Making Girls Strong Again

Once terrorized by the Taliban, Afghan girls are learning soccer and self-confidence, thanks to a program formed by an American named Awista Ayub.

Awista Ayub was a young American college grad who dreamed of visiting her parents’ homeland of Afghanistan. But in 2002, after seeing how Afghan women were confined to their homes and subjected to violence under the Taliban, her dream changed. She became determined to empower Afghan girls through sports, which had given her such confidence as a girl growing up in Connecticut. So in early 2004 Ayub, then 23, quit her job as a research chemist to start the Afghan Youth Sports Exchange, which teaches Afghan girls how to start soccer teams in their own communities. Why soccer? “All you need is a ball,” says Ayub.
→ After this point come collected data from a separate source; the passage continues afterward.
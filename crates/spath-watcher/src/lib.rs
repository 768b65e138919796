//! spath Watcher - directory scanning and change notification
//!
//! This crate handles the file system side of things:
//! - Walking a search root to fill the cache
//! - Watching roots for created, removed and renamed entries
//! - Turning raw watcher events into [`FileChange`] messages
//!
//! It never touches the search index directly; changes flow out through
//! a channel keyed only by path.

mod error;
mod indexer;
mod watcher;

pub use error::WatchError;
pub use indexer::{scan_directory, scan_path, ScanOptions, ScanResult};
pub use watcher::{translate_event, ChangeNotifier, FileChange, FsNotifier, WatchId};
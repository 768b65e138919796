//! Directory scanning.
//!
//! Walks a search root and produces one cache entry per file and
//! directory found, keyed by its name relative to the root. Entries
//! whose real path lies outside the root (symlinks pointing elsewhere)
//! are left out so the cache never hands them back.

use spath_core::path::{is_dir, is_within, name_from_path, real_path};
use spath_core::CacheEntry;
use std::path::Path;
use std::time::Instant;
use tracing::{debug, info, trace};
use walkdir::WalkDir;

/// Result of scanning a directory.
#[derive(Debug, Default)]
pub struct ScanResult {
    /// `(cache key, entry)` pairs in walk order.
    pub entries: Vec<(String, CacheEntry)>,

    /// Entries skipped because they resolve outside the root.
    pub escaped: usize,

    /// Entries that could not be read.
    pub errors: usize,

    /// Time taken in milliseconds.
    pub duration_ms: u64,
}

/// Options for directory scanning.
#[derive(Debug, Clone)]
pub struct ScanOptions {
    /// Follow symbolic links when walking. Links that resolve outside
    /// the root are still excluded. On by default so the cache sees the
    /// same names an uncached lookup would.
    pub follow_symlinks: bool,
}

impl Default for ScanOptions {
    fn default() -> Self {
        Self {
            follow_symlinks: true,
        }
    }
}

/// Scans `root` recursively, including `root` itself under key `/`.
///
/// `root` should already be canonical.
///
/// # Example
///
/// ```no_run
/// use spath_watcher::{scan_directory, ScanOptions};
/// use std::path::Path;
///
/// let result = scan_directory(Path::new("/srv/www"), &ScanOptions::default());
/// println!("Cached {} entries", result.entries.len());
/// ```
pub fn scan_directory(root: &Path, options: &ScanOptions) -> ScanResult {
    let result = scan_path(root, root, options);
    info!(
        "Scanned {}: {} entries ({} outside root, {} unreadable) in {}ms",
        root.display(),
        result.entries.len(),
        result.escaped,
        result.errors,
        result.duration_ms
    );
    result
}

/// Scans the subtree at `start`, keying entries relative to `root`.
///
/// Used when a directory appears below an already scanned root.
pub fn scan_path(root: &Path, start: &Path, options: &ScanOptions) -> ScanResult {
    let started = Instant::now();
    let mut result = ScanResult::default();

    let mut walker = WalkDir::new(start)
        .follow_links(options.follow_symlinks)
        .into_iter();

    while let Some(item) = walker.next() {
        let entry = match item {
            Ok(entry) => entry,
            Err(e) => {
                debug!("Skipping unreadable entry: {}", e);
                result.errors += 1;
                continue;
            }
        };

        let Some(key) = name_from_path(entry.path(), root) else {
            result.escaped += 1;
            continue;
        };

        let Some(resolved) = real_path(entry.path()) else {
            // Dangling symlink or removed mid-walk.
            result.errors += 1;
            continue;
        };

        if !is_within(&resolved, root) {
            trace!(
                "Skipping {} -> {} (outside {})",
                entry.path().display(),
                resolved.display(),
                root.display()
            );
            result.escaped += 1;
            if entry.file_type().is_dir() {
                walker.skip_current_dir();
            }
            continue;
        }

        let entry_is_dir = is_dir(&resolved);
        result.entries.push((key, CacheEntry::new(resolved, entry_is_dir)));
    }

    result.duration_ms = started.elapsed().as_millis() as u64;
    result
}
By April 2006, when the program hosted its first clinic, Ayub was amazed at the turnout. “Two hundred and fifty girls showed up,” she says. “Seeing them on the field laughing was the proudest moment of my life.” On July 16, two of the girls will accept the Arthur Ashe Courage Award from ESPN (watch at 9 P.M. ET). Ayub’s program has won praise from U.S. Secretary of State Condoleeza Rice, who told Glamour: “Awista’s work shows young Afghan women that there is a wider world open to them now that the brutality of the Taliban is a thing of the past.”